Refactor Blueprint — Upstream Module Mapping
Last updated: 2026-05-09 (R287 closure annotation)
Status — all R256 phases (A through G) shipped. This document was authored to plan the R256 Phase C–G monolith splits. Those phases have all landed via R269 (state.rs split, Phase C), R270 (governor.rs split, Phase E), R271 (runtime.rs split, Phase D-runtime), R272 (epoch_boundary.rs split, Phase G), R273 (subsystem submodule splits), and R274–R281 (strict-mirror naming-parity sweeps). R287 annotates every phase below with its post-shipment status; the remaining-work table and target sub-module tables are retained as historical reference.
Live status of individual files is tracked in
docs/strict-mirror-audit.tsv(R274 per-file verdict table) anddocs/PARITY_SUMMARY.md.

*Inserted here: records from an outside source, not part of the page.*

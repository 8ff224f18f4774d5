// src/engine/mod.rs

//! Planning engine for buildplan.
//!
//! This module ties together:
//! - dependency discovery: one property walk per task, run concurrently
//! - the DAG scheduler and its ready queue
//! - the plan: the order in which the scheduler hands tasks out
//!
//! The pure, synchronous planning core lives in [`core`]; discovery lives in
//! [`discovery`]; the async shell is implemented in [`runtime`].

use std::fmt;

use crate::types::DispatchOrder;
use crate::walk::Diagnostic;

/// Canonical task name type used throughout the engine.
pub type TaskName = String;

/// Outcome of a dispatched task, as reported back to the scheduler.
#[derive(Debug, Clone, Copy, PartialEq, Eq)]
pub enum TaskOutcome {
    Success,
    Failed(i32),
}

/// Caller-supplied planning options (usually from the CLI).
#[derive(Debug, Clone, Default)]
pub struct PlanOptions {
    /// Plan only these tasks and what they depend on. Empty means all tasks.
    pub targets: Vec<TaskName>,
    /// Tasks withdrawn before dispatch; their dependents are blocked.
    pub skip: Vec<TaskName>,
    /// Overrides `[config].dispatch_order`.
    pub order_override: Option<DispatchOrder>,
}

/// An output location declared by a task.
#[derive(Debug, Clone, PartialEq, Eq)]
pub struct DeclaredOutput {
    /// Qualified property name.
    pub property: String,
    pub path: String,
}

/// One dispatch in a plan.
#[derive(Debug, Clone, PartialEq, Eq)]
pub struct PlanStep {
    pub task: TaskName,
    /// Direct dependencies, explicit and discovered.
    pub deps: Vec<TaskName>,
    /// Position in the plan, starting at 1.
    pub sequence: u64,
    pub description: Option<String>,
    pub outputs: Vec<DeclaredOutput>,
}

/// The result of planning a build.
#[derive(Debug, Clone, Default)]
pub struct Plan {
    pub steps: Vec<PlanStep>,
    /// Tasks withdrawn with `skip`.
    pub cancelled: Vec<TaskName>,
    /// Tasks not dispatched because something they depend on was withdrawn.
    pub blocked: Vec<TaskName>,
    /// Validation problems reported while walking, per task.
    pub diagnostics: Vec<(TaskName, Diagnostic)>,
}

impl Plan {
    /// Task names in dispatch order.
    pub fn order(&self) -> Vec<&str> {
        self.steps.iter().map(|step| step.task.as_str()).collect()
    }

    pub fn position_of(&self, task: &str) -> Option<usize> {
        self.steps.iter().position(|step| step.task == task)
    }
}

impl fmt::Display for Plan {
    fn fmt(&self, f: &mut fmt::Formatter<'_>) -> fmt::Result {
        writeln!(f, "plan ({} step(s)):", self.steps.len())?;
        for step in self.steps.iter() {
            write!(f, "  {:>3}. {}", step.sequence, step.task)?;
            if !step.deps.is_empty() {
                write!(f, "  (after: {})", step.deps.join(", "))?;
            }
            writeln!(f)?;
            if let Some(ref description) = step.description {
                writeln!(f, "       {description}")?;
            }
            for output in step.outputs.iter() {
                writeln!(f, "       -> {} = {}", output.property, output.path)?;
            }
        }

        if !self.cancelled.is_empty() {
            writeln!(f, "cancelled: {}", self.cancelled.join(", "))?;
        }
        if !self.blocked.is_empty() {
            writeln!(f, "blocked: {}", self.blocked.join(", "))?;
        }
        if !self.diagnostics.is_empty() {
            writeln!(f, "diagnostics ({}):", self.diagnostics.len())?;
            for (task, diagnostic) in self.diagnostics.iter() {
                writeln!(f, "  [{task}] {diagnostic}")?;
            }
        }
        Ok(())
    }
}

pub mod core;
pub mod discovery;
pub mod runtime;

pub use core::plan;
pub use discovery::{DiscoveryVisitor, TaskDiscovery, discover_all, discover_task};
pub use runtime::{plan_build, plan_build_with};
// src/dag/scheduler_step.rs

//! Step-by-step result type for the scheduler.

use crate::engine::TaskName;

/// Structured result of a single scheduler "step".
#[derive(Debug, Clone, Default, PartialEq, Eq)]
pub struct SchedulerStep {
    /// Tasks that entered the ready queue as a result of this step, in queue order.
    pub newly_ready: Vec<TaskName>,
    /// Tasks newly marked as failed in this step (the failed task itself and
    /// any dependents it blocks).
    pub newly_failed: Vec<TaskName>,
    /// Whether this step finished the current run (scheduler is now idle).
    pub run_just_finished: bool,
}
// src/property/lazy.rs

//! Memoized access to one property of one bean.

use std::fmt;
use std::sync::{Arc, OnceLock};

use tracing::{debug, trace};

use crate::errors::{AccessorError, PropertyAccessError};
use crate::property::deprecation;
use crate::property::{Bean, DeferredValue, Dependency, PropertyMetadata, Value};

type Realized = Result<Option<Value>, PropertyAccessError>;

/// One property accessor bound to one receiver.
///
/// The accessor runs at most once per instance (and per clone: clones share
/// the same memo). Concurrent first callers block until the winning call has
/// finished and then observe the same value or the same failure.
#[derive(Clone)]
pub struct LazyPropertyValue {
    inner: Arc<Inner>,
}

struct Inner {
    bean: Arc<dyn Bean>,
    declaring_type: String,
    property: PropertyMetadata,
    realized: OnceLock<Realized>,
}

impl LazyPropertyValue {
    /// Bind `property` of `bean`. Nothing is invoked until a value is requested.
    pub fn bind(
        bean: Arc<dyn Bean>,
        declaring_type: impl Into<String>,
        property: &PropertyMetadata,
    ) -> Self {
        Self {
            inner: Arc::new(Inner {
                bean,
                declaring_type: declaring_type.into(),
                property: property.clone(),
                realized: OnceLock::new(),
            }),
        }
    }

    pub fn property(&self) -> &PropertyMetadata {
        &self.inner.property
    }

    /// Whether the accessor has already run.
    pub fn is_realized(&self) -> bool {
        self.inner.realized.get().is_some()
    }

    /// The realized value, computing it on first demand.
    pub fn call(&self) -> Realized {
        self.realize().clone()
    }

    /// Dependencies carried by this property, resolved when the returned
    /// container is visited.
    ///
    /// A deferred property is realized here so that the container can hand
    /// out the deferred value itself; its producers are left to the consumer.
    /// A buildable property is only realized when the container is visited.
    pub fn dependencies(&self) -> Result<DependencyContainer, PropertyAccessError> {
        let declared = self.inner.property.declared;

        if declared.deferred {
            return match self.realize() {
                Err(err) => Err(err.clone()),
                Ok(None) => Ok(DependencyContainer::empty()),
                Ok(Some(Value::Deferred(value))) => Ok(DependencyContainer {
                    source: Source::Carrier(Arc::clone(value)),
                }),
                Ok(Some(_)) => Err(self.unexpected("deferred")),
            };
        }

        if declared.buildable {
            return Ok(DependencyContainer {
                source: Source::Realize(self.clone()),
            });
        }

        Ok(DependencyContainer::empty())
    }

    /// Finalize the value if its declared type is configurable.
    ///
    /// Safe to call repeatedly: the accessor never runs a second time, and
    /// finalizing an already finalized value is a no-op for the value.
    pub fn maybe_finalize(&self) -> Result<(), PropertyAccessError> {
        if !self.inner.property.declared.configurable {
            return Ok(());
        }

        match self.realize() {
            Err(err) => Err(err.clone()),
            Ok(None) => Ok(()),
            Ok(Some(value)) => match value.as_configurable() {
                Some(configurable) => {
                    if !configurable.is_finalized() {
                        trace!(property = %self.inner.property.name, "finalizing property value");
                    }
                    configurable.finalize_value();
                    Ok(())
                }
                None => Err(self.unexpected("configurable")),
            },
        }
    }

    fn realize(&self) -> &Realized {
        self.inner.realized.get_or_init(|| self.inner.invoke())
    }

    fn unexpected(&self, expected: &'static str) -> PropertyAccessError {
        PropertyAccessError::UnexpectedValue {
            property: self.inner.property.name.clone(),
            expected,
        }
    }
}

impl Inner {
    fn invoke(&self) -> Realized {
        debug!(
            declaring_type = %self.declaring_type,
            accessor = %self.property.accessor,
            "realizing property value"
        );

        // Only the raw accessor call is quiet.
        let result = deprecation::run_quietly(|| self.bean.read_property(&self.property.accessor));

        result.map_err(|err| match err {
            AccessorError::Raised(cause) => PropertyAccessError::Raised(Arc::new(cause)),
            invocation @ AccessorError::Invocation(_) => PropertyAccessError::Call {
                declaring_type: self.declaring_type.clone(),
                accessor: self.property.accessor.clone(),
                receiver: self.bean.display_name(),
                reason: Arc::new(invocation),
            },
        })
    }
}

impl fmt::Debug for LazyPropertyValue {
    fn fmt(&self, f: &mut fmt::Formatter<'_>) -> fmt::Result {
        f.debug_struct("LazyPropertyValue")
            .field("declaring_type", &self.inner.declaring_type)
            .field("property", &self.inner.property.name)
            .field("realized", &self.is_realized())
            .finish()
    }
}

/// Receives dependencies emitted by a [`DependencyContainer`].
pub trait DependencyCollector {
    fn add(&mut self, dependency: Dependency);
}

impl DependencyCollector for Vec<Dependency> {
    fn add(&mut self, dependency: Dependency) {
        self.push(dependency);
    }
}

/// Deferred producer of a property's dependencies.
#[derive(Debug, Clone)]
pub struct DependencyContainer {
    source: Source,
}

#[derive(Debug, Clone)]
enum Source {
    Empty,
    Carrier(Arc<dyn DeferredValue>),
    Realize(LazyPropertyValue),
}

impl DependencyContainer {
    pub fn empty() -> Self {
        Self {
            source: Source::Empty,
        }
    }

    pub fn is_empty(&self) -> bool {
        matches!(self.source, Source::Empty)
    }

    /// Emit this property's dependencies into `collector`.
    pub fn visit_dependencies(
        &self,
        collector: &mut dyn DependencyCollector,
    ) -> Result<(), PropertyAccessError> {
        match &self.source {
            Source::Empty => {}
            Source::Carrier(value) => collector.add(Dependency::Deferred(Arc::clone(value))),
            Source::Realize(lazy) => match lazy.realize() {
                Err(err) => return Err(err.clone()),
                Ok(None) => {}
                Ok(Some(Value::Artifact(artifact))) => {
                    collector.add(Dependency::Artifact(Arc::clone(artifact)));
                }
                Ok(Some(_)) => return Err(lazy.unexpected("buildable")),
            },
        }
        Ok(())
    }
}
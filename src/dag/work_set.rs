// src/dag/work_set.rs

//! Insertion-ordered navigable set used as the scheduler's ready queue.
//!
//! Elements are ordered by the stamp they received when they were added, not
//! by their value. Entries live in an arena addressed by slot index; two
//! indexes point into it:
//!
//! - `by_stamp`: stamp -> slot, the total order;
//! - `by_element`: element -> slot, membership and navigation anchors.
//!
//! Both indexes are only ever changed by `insert_entry` and `detach`, so they
//! cannot drift apart. The set is not synchronized; the owner serializes
//! access (the [`Scheduler`](crate::dag::Scheduler) owns it by value).

use std::cmp::Ordering;
use std::collections::{BTreeMap, HashMap, btree_map};
use std::fmt;
use std::hash::Hash;
use std::ops::Bound;

use crate::errors::WorkSetError;

/// An element paired with its order stamp.
#[derive(Debug, Clone, PartialEq, Eq)]
pub struct OrderedEntry<E> {
    element: E,
    stamp: u64,
}

impl<E> OrderedEntry<E> {
    pub fn element(&self) -> &E {
        &self.element
    }

    pub fn stamp(&self) -> u64 {
        self.stamp
    }
}

/// Navigable set ordered by insertion.
///
/// The next stamp is one past the greatest stamp currently present, so stamps
/// are strictly increasing among surviving entries. Stamps freed at the tail
/// (by `poll_last`, `remove` of the last element, or `clear`) are reused.
#[derive(Clone)]
pub struct OrderedWorkSet<E> {
    slots: Vec<Option<OrderedEntry<E>>>,
    free: Vec<usize>,
    by_stamp: BTreeMap<u64, usize>,
    by_element: HashMap<E, usize>,
}

impl<E> Default for OrderedWorkSet<E> {
    fn default() -> Self {
        Self {
            slots: Vec::new(),
            free: Vec::new(),
            by_stamp: BTreeMap::new(),
            by_element: HashMap::new(),
        }
    }
}

impl<E: Clone + Eq + Hash> OrderedWorkSet<E> {
    pub fn new() -> Self {
        Self::default()
    }

    pub fn len(&self) -> usize {
        self.by_stamp.len()
    }

    pub fn is_empty(&self) -> bool {
        self.by_stamp.is_empty()
    }

    pub fn contains(&self, element: &E) -> bool {
        self.by_element.contains_key(element)
    }

    /// Current order stamp of `element`, if present.
    pub fn stamp_of(&self, element: &E) -> Option<u64> {
        let slot = *self.by_element.get(element)?;
        self.entry_at(slot).map(OrderedEntry::stamp)
    }

    /// Insert `element` after every present element.
    ///
    /// Returns `false` and leaves the set untouched if it is already present.
    pub fn add(&mut self, element: E) -> bool {
        if self.by_element.contains_key(&element) {
            return false;
        }
        let stamp = self.next_stamp();
        self.insert_entry(element, stamp);
        true
    }

    /// Returns `false` if `element` was not present.
    pub fn remove(&mut self, element: &E) -> bool {
        match self.by_element.get(element).copied() {
            Some(slot) => self.detach(slot).is_some(),
            None => false,
        }
    }

    pub fn clear(&mut self) {
        self.slots.clear();
        self.free.clear();
        self.by_stamp.clear();
        self.by_element.clear();
    }

    /// Earliest inserted surviving element.
    pub fn first(&self) -> Result<&E, WorkSetError> {
        self.by_stamp
            .first_key_value()
            .and_then(|(_, &slot)| self.element_at(slot))
            .ok_or(WorkSetError::Empty)
    }

    /// Latest inserted surviving element.
    pub fn last(&self) -> Result<&E, WorkSetError> {
        self.by_stamp
            .last_key_value()
            .and_then(|(_, &slot)| self.element_at(slot))
            .ok_or(WorkSetError::Empty)
    }

    pub fn poll_first(&mut self) -> Result<E, WorkSetError> {
        let slot = match self.by_stamp.first_key_value() {
            Some((_, &slot)) => slot,
            None => return Err(WorkSetError::Empty),
        };
        self.detach(slot)
            .map(|entry| entry.element)
            .ok_or(WorkSetError::Empty)
    }

    pub fn poll_last(&mut self) -> Result<E, WorkSetError> {
        let slot = match self.by_stamp.last_key_value() {
            Some((_, &slot)) => slot,
            None => return Err(WorkSetError::Empty),
        };
        self.detach(slot)
            .map(|entry| entry.element)
            .ok_or(WorkSetError::Empty)
    }

    /// Greatest element ordered strictly before `element`.
    pub fn lower(&self, element: &E) -> Result<Option<&E>, WorkSetError> {
        let stamp = self.require_stamp(element)?;
        Ok(self.first_in(self.by_stamp.range(..stamp).next_back()))
    }

    /// Greatest element ordered at or before `element`.
    pub fn floor(&self, element: &E) -> Result<Option<&E>, WorkSetError> {
        let stamp = self.require_stamp(element)?;
        Ok(self.first_in(self.by_stamp.range(..=stamp).next_back()))
    }

    /// Least element ordered at or after `element`.
    pub fn ceiling(&self, element: &E) -> Result<Option<&E>, WorkSetError> {
        let stamp = self.require_stamp(element)?;
        Ok(self.first_in(self.by_stamp.range(stamp..).next()))
    }

    /// Least element ordered strictly after `element`.
    pub fn higher(&self, element: &E) -> Result<Option<&E>, WorkSetError> {
        let stamp = self.require_stamp(element)?;
        Ok(self.first_in(
            self.by_stamp
                .range((Bound::Excluded(stamp), Bound::Unbounded))
                .next(),
        ))
    }

    /// Elements in insertion order.
    pub fn iter(&self) -> Iter<'_, E> {
        Iter {
            slots: &self.slots,
            order: self.by_stamp.values(),
        }
    }

    /// Elements in reverse insertion order. Stamps are left untouched.
    pub fn descending_iter(&self) -> std::iter::Rev<Iter<'_, E>> {
        self.iter().rev()
    }

    /// Snapshot of the elements in reverse insertion order.
    pub fn descending_set(&self) -> Self {
        self.descending_iter().cloned().collect()
    }

    pub fn to_vec(&self) -> Vec<E> {
        self.iter().cloned().collect()
    }

    /// Snapshot of the elements ordered between `from` and `to`.
    ///
    /// The returned set is independent of `self`.
    pub fn sub_set(
        &self,
        from: &E,
        from_inclusive: bool,
        to: &E,
        to_inclusive: bool,
    ) -> Result<Self, WorkSetError> {
        let low = self.require_stamp(from)?;
        let high = self.require_stamp(to)?;
        if low > high {
            return Err(WorkSetError::InvalidRange);
        }
        if low == high && !(from_inclusive && to_inclusive) {
            return Ok(Self::new());
        }
        Ok(self.snapshot((bound(low, from_inclusive), bound(high, to_inclusive))))
    }

    /// Snapshot of the elements ordered before `to`.
    pub fn head_set(&self, to: &E, inclusive: bool) -> Result<Self, WorkSetError> {
        let high = self.require_stamp(to)?;
        Ok(self.snapshot((Bound::Unbounded, bound(high, inclusive))))
    }

    /// Snapshot of the elements ordered after `from`.
    pub fn tail_set(&self, from: &E, inclusive: bool) -> Result<Self, WorkSetError> {
        let low = self.require_stamp(from)?;
        Ok(self.snapshot((bound(low, inclusive), Bound::Unbounded)))
    }

    /// Ordering by current stamp, for generic ordered-collection algorithms.
    ///
    /// Elements that are not present order after every present element.
    pub fn comparator(&self) -> impl Fn(&E, &E) -> Ordering + '_ {
        move |a, b| match (self.stamp_of(a), self.stamp_of(b)) {
            (Some(x), Some(y)) => x.cmp(&y),
            (Some(_), None) => Ordering::Less,
            (None, Some(_)) => Ordering::Greater,
            (None, None) => Ordering::Equal,
        }
    }

    /// Strict variant of [`comparator`](Self::comparator): both elements must be present.
    pub fn compare(&self, a: &E, b: &E) -> Result<Ordering, WorkSetError> {
        Ok(self.require_stamp(a)?.cmp(&self.require_stamp(b)?))
    }

    /// `true` iff every element of `items` is present.
    pub fn contains_all<'a>(&self, items: impl IntoIterator<Item = &'a E>) -> bool
    where
        E: 'a,
    {
        items.into_iter().all(|element| self.contains(element))
    }

    /// Add every element of `items`.
    ///
    /// Returns `true` iff at least one element was newly inserted.
    pub fn add_all(&mut self, items: impl IntoIterator<Item = E>) -> bool {
        let mut changed = false;
        for element in items {
            if self.add(element) {
                changed = true;
            }
        }
        changed
    }

    /// Not supported: the ready queue is only changed element by element.
    pub fn retain_all<'a>(
        &mut self,
        _items: impl IntoIterator<Item = &'a E>,
    ) -> Result<bool, WorkSetError>
    where
        E: 'a,
    {
        Err(WorkSetError::Unsupported("retain_all"))
    }

    /// Not supported: the ready queue is only changed element by element.
    pub fn remove_all<'a>(
        &mut self,
        _items: impl IntoIterator<Item = &'a E>,
    ) -> Result<bool, WorkSetError>
    where
        E: 'a,
    {
        Err(WorkSetError::Unsupported("remove_all"))
    }

    /// Check that both indexes describe the same set of entries.
    #[doc(hidden)]
    pub fn is_consistent(&self) -> bool {
        if self.by_stamp.len() != self.by_element.len() {
            return false;
        }
        let occupied = self.slots.iter().filter(|slot| slot.is_some()).count();
        if occupied != self.by_stamp.len() {
            return false;
        }
        self.by_stamp.iter().all(|(&stamp, &slot)| match self.entry_at(slot) {
            Some(entry) => {
                entry.stamp == stamp && self.by_element.get(&entry.element) == Some(&slot)
            }
            None => false,
        })
    }

    fn next_stamp(&self) -> u64 {
        self.by_stamp
            .last_key_value()
            .map_or(0, |(&stamp, _)| stamp + 1)
    }

    fn insert_entry(&mut self, element: E, stamp: u64) {
        let entry = OrderedEntry {
            element: element.clone(),
            stamp,
        };
        let slot = match self.free.pop() {
            Some(slot) => {
                self.slots[slot] = Some(entry);
                slot
            }
            None => {
                self.slots.push(Some(entry));
                self.slots.len() - 1
            }
        };
        self.by_stamp.insert(stamp, slot);
        self.by_element.insert(element, slot);
    }

    fn detach(&mut self, slot: usize) -> Option<OrderedEntry<E>> {
        let entry = self.slots.get_mut(slot)?.take()?;
        self.by_stamp.remove(&entry.stamp);
        self.by_element.remove(&entry.element);
        self.free.push(slot);
        Some(entry)
    }

    fn require_stamp(&self, element: &E) -> Result<u64, WorkSetError> {
        self.stamp_of(element).ok_or(WorkSetError::NotPresent)
    }

    fn entry_at(&self, slot: usize) -> Option<&OrderedEntry<E>> {
        self.slots.get(slot).and_then(Option::as_ref)
    }

    fn element_at(&self, slot: usize) -> Option<&E> {
        self.entry_at(slot).map(OrderedEntry::element)
    }

    fn first_in(&self, hit: Option<(&u64, &usize)>) -> Option<&E> {
        hit.and_then(|(_, &slot)| self.element_at(slot))
    }

    fn snapshot(&self, range: (Bound<u64>, Bound<u64>)) -> Self {
        self.by_stamp
            .range(range)
            .filter_map(|(_, &slot)| self.element_at(slot).cloned())
            .collect()
    }
}

fn bound(stamp: u64, inclusive: bool) -> Bound<u64> {
    if inclusive {
        Bound::Included(stamp)
    } else {
        Bound::Excluded(stamp)
    }
}

/// Iterator over an [`OrderedWorkSet`] in insertion order.
pub struct Iter<'a, E> {
    slots: &'a [Option<OrderedEntry<E>>],
    order: btree_map::Values<'a, u64, usize>,
}

impl<'a, E> Iter<'a, E> {
    fn resolve(&self, slot: usize) -> Option<&'a E> {
        self.slots
            .get(slot)
            .and_then(Option::as_ref)
            .map(|entry| &entry.element)
    }
}

impl<'a, E> Iterator for Iter<'a, E> {
    type Item = &'a E;

    fn next(&mut self) -> Option<&'a E> {
        let slot = *self.order.next()?;
        self.resolve(slot)
    }

    fn size_hint(&self) -> (usize, Option<usize>) {
        self.order.size_hint()
    }
}

impl<E> DoubleEndedIterator for Iter<'_, E> {
    fn next_back(&mut self) -> Option<Self::Item> {
        let slot = *self.order.next_back()?;
        self.resolve(slot)
    }
}

impl<E> ExactSizeIterator for Iter<'_, E> {}

impl<'a, E: Clone + Eq + Hash> IntoIterator for &'a OrderedWorkSet<E> {
    type Item = &'a E;
    type IntoIter = Iter<'a, E>;

    fn into_iter(self) -> Self::IntoIter {
        self.iter()
    }
}

impl<E: Clone + Eq + Hash> FromIterator<E> for OrderedWorkSet<E> {
    fn from_iter<I: IntoIterator<Item = E>>(iter: I) -> Self {
        let mut set = Self::new();
        set.add_all(iter);
        set
    }
}

impl<E: Clone + Eq + Hash> Extend<E> for OrderedWorkSet<E> {
    fn extend<I: IntoIterator<Item = E>>(&mut self, iter: I) {
        self.add_all(iter);
    }
}

impl<E: Clone + Eq + Hash + fmt::Debug> fmt::Debug for OrderedWorkSet<E> {
    fn fmt(&self, f: &mut fmt::Formatter<'_>) -> fmt::Result {
        f.debug_set().entries(self.iter()).finish()
    }
}
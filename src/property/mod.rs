// src/property/mod.rs

//! Property model shared by configuration objects and the walker.
//!
//! - [`Bean`] is the contract every configuration object implements to
//!   expose its properties; there is no runtime reflection.
//! - [`TypeMetadata`] / [`PropertyMetadata`] describe what a bean declares.
//! - [`lazy`] wraps one accessor in a memoized [`LazyPropertyValue`].
//! - [`deprecation`] provides the scoped "suppress deprecation warnings"
//!   context used around raw accessor invocations.

pub mod deprecation;
pub mod lazy;

use std::collections::BTreeMap;
use std::fmt;
use std::sync::Arc;

use crate::errors::AccessorError;

pub use lazy::{DependencyCollector, DependencyContainer, LazyPropertyValue};

/// A realized property value.
#[derive(Debug, Clone)]
pub enum Value {
    Text(String),
    Integer(i64),
    Float(f64),
    Flag(bool),
    List(Vec<Value>),
    Map(BTreeMap<String, Value>),
    /// A nested configuration object.
    Object(Arc<dyn Bean>),
    /// A value computed later by some work item.
    Deferred(Arc<dyn DeferredValue>),
    /// An artifact produced by other work items.
    Artifact(Arc<dyn Buildable>),
}

impl Value {
    pub fn as_text(&self) -> Option<&str> {
        match self {
            Value::Text(s) => Some(s),
            _ => None,
        }
    }

    /// The configurable capability of this value, if it has one.
    pub fn as_configurable(&self) -> Option<&dyn Configurable> {
        match self {
            Value::Deferred(d) => d.as_configurable(),
            Value::Artifact(a) => a.as_configurable(),
            _ => None,
        }
    }

    /// Short label used in logs and plan output.
    pub fn kind_label(&self) -> &'static str {
        match self {
            Value::Text(_) => "text",
            Value::Integer(_) => "integer",
            Value::Float(_) => "float",
            Value::Flag(_) => "flag",
            Value::List(_) => "list",
            Value::Map(_) => "map",
            Value::Object(_) => "object",
            Value::Deferred(_) => "deferred",
            Value::Artifact(_) => "artifact",
        }
    }
}

/// A configuration object whose properties can be walked.
pub trait Bean: Send + Sync + fmt::Debug {
    /// Declared properties and type-level validation problems.
    fn type_metadata(&self) -> Arc<TypeMetadata>;

    /// Invoke the accessor with the given name.
    ///
    /// `Ok(None)` is a null value.
    fn read_property(&self, accessor: &str) -> Result<Option<Value>, AccessorError>;

    /// Receiver identity used in diagnostics.
    fn display_name(&self) -> String {
        self.type_metadata().type_name().to_string()
    }
}

/// A handle to a value computed later.
///
/// Its dependencies are expanded by whoever consumes it, not while walking.
pub trait DeferredValue: Send + Sync + fmt::Debug {
    /// Work items whose execution produces the value.
    fn producers(&self) -> Vec<String>;

    fn as_configurable(&self) -> Option<&dyn Configurable> {
        None
    }
}

/// A value that is itself produced by other work items.
pub trait Buildable: Send + Sync + fmt::Debug {
    /// Work items whose execution produces this artifact.
    fn producers(&self) -> Vec<String>;

    fn as_configurable(&self) -> Option<&dyn Configurable> {
        None
    }
}

/// A value with a one-way "finalize" transition after which it is read-only.
pub trait Configurable: Send + Sync {
    fn finalize_value(&self);

    fn is_finalized(&self) -> bool;
}

/// A dependency emitted by a property.
#[derive(Debug, Clone)]
pub enum Dependency {
    /// Carrier whose producers are resolved by the consumer.
    Deferred(Arc<dyn DeferredValue>),
    /// Edge to an already realized artifact.
    Artifact(Arc<dyn Buildable>),
}

impl Dependency {
    pub fn producers(&self) -> Vec<String> {
        match self {
            Dependency::Deferred(d) => d.producers(),
            Dependency::Artifact(a) => a.producers(),
        }
    }
}

/// Statically declared capabilities of a property's type.
#[derive(Debug, Clone, Copy, Default, PartialEq, Eq)]
pub struct DeclaredType {
    pub deferred: bool,
    pub buildable: bool,
    pub configurable: bool,
}

impl DeclaredType {
    pub const PLAIN: DeclaredType = DeclaredType {
        deferred: false,
        buildable: false,
        configurable: false,
    };

    pub const DEFERRED: DeclaredType = DeclaredType {
        deferred: true,
        buildable: false,
        configurable: false,
    };

    pub const BUILDABLE: DeclaredType = DeclaredType {
        deferred: false,
        buildable: true,
        configurable: false,
    };

    pub fn configurable(mut self) -> Self {
        self.configurable = true;
        self
    }
}

/// Name, accessor, handler kind and declared type of one property.
#[derive(Debug, Clone, PartialEq, Eq)]
pub struct PropertyMetadata {
    pub name: String,
    pub accessor: String,
    /// Tag used to look up the property's handler.
    pub kind: String,
    pub declared: DeclaredType,
}

impl PropertyMetadata {
    /// A property whose accessor has the same name as the property.
    pub fn new(name: impl Into<String>, kind: impl Into<String>, declared: DeclaredType) -> Self {
        let name = name.into();
        Self {
            accessor: name.clone(),
            name,
            kind: kind.into(),
            declared,
        }
    }

    pub fn with_accessor(mut self, accessor: impl Into<String>) -> Self {
        self.accessor = accessor.into();
        self
    }
}

/// A type-level validation problem attached to one property.
#[derive(Debug, Clone, PartialEq, Eq)]
pub struct ValidationProblem {
    pub property: String,
    pub message: String,
}

/// Everything a bean type declares.
#[derive(Debug, Clone, Default)]
pub struct TypeMetadata {
    type_name: String,
    properties: Vec<PropertyMetadata>,
    problems: Vec<ValidationProblem>,
}

impl TypeMetadata {
    pub fn new(type_name: impl Into<String>) -> Self {
        Self {
            type_name: type_name.into(),
            properties: Vec::new(),
            problems: Vec::new(),
        }
    }

    pub fn with_property(mut self, property: PropertyMetadata) -> Self {
        self.add_property(property);
        self
    }

    pub fn with_problem(mut self, property: impl Into<String>, message: impl Into<String>) -> Self {
        self.add_problem(property, message);
        self
    }

    pub fn add_property(&mut self, property: PropertyMetadata) {
        self.properties.push(property);
    }

    pub fn add_problem(&mut self, property: impl Into<String>, message: impl Into<String>) {
        self.problems.push(ValidationProblem {
            property: property.into(),
            message: message.into(),
        });
    }

    pub fn type_name(&self) -> &str {
        &self.type_name
    }

    /// Properties in declaration order.
    pub fn properties(&self) -> &[PropertyMetadata] {
        &self.properties
    }

    pub fn problems(&self) -> &[ValidationProblem] {
        &self.problems
    }
}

For the current R-arc state seeREADME.md.
This document maps Yggdrasil’s (now-resolved) monolith Rust files to their upstream IntersectMBO Haskell modules so the R256 Phase C–G refactors mirror upstream organization byte-for-byte rather than inventing local module boundaries.
Why this exists
R256 Phase A (mempool consolidation) and Phase B (cddl-codegen tooling relocation) shipped clean upstream-aligned moves. Phase H+ extracted test modules from 15 monolith files (-2.0 MB of intermixed test code). What remains — Phases C through G — are per-rule semantic splits of files in the 134-505 KB range that need careful upstream-module-by- upstream-module decomposition. This document captures that mapping so each future R-round splits along upstream seams, not arbitrary ones.
Reference source layout
| Upstream repo | Where | Notes |
|---|---|---|
cardano-node |
/home/daniel/Cardano-node/.reference-haskell-cardano-node/cardano-node/ |
Full source vendored; use for runtime/CLI/configuration mapping |
cardano-cli |
/home/daniel/Cardano-node/.reference-haskell-cardano-node/cardano-tracer/, sibling dirs |
partial |
cardano-ledger |
not vendored | Use node/scripts/check_upstream_drift.sh audit baseline; consult IntersectMBO/cardano-ledger directly for per-rule module names |
ouroboros-consensus |
not vendored | Same — audit baseline at the documentary pin |
ouroboros-network |
not vendored | Same |
plutus |
not vendored | Same |
The Haskell cardano-node vendor is the load-bearing reference for
Phases D and F. For Phases C, E, G the upstream module layout is
documented inline below from prior parity-audit research; cross-check
against the relevant pinned SHA in node/src/upstream_pins.rs before
moving any file.
Upstream Cardano.Node module sizes (reference scale)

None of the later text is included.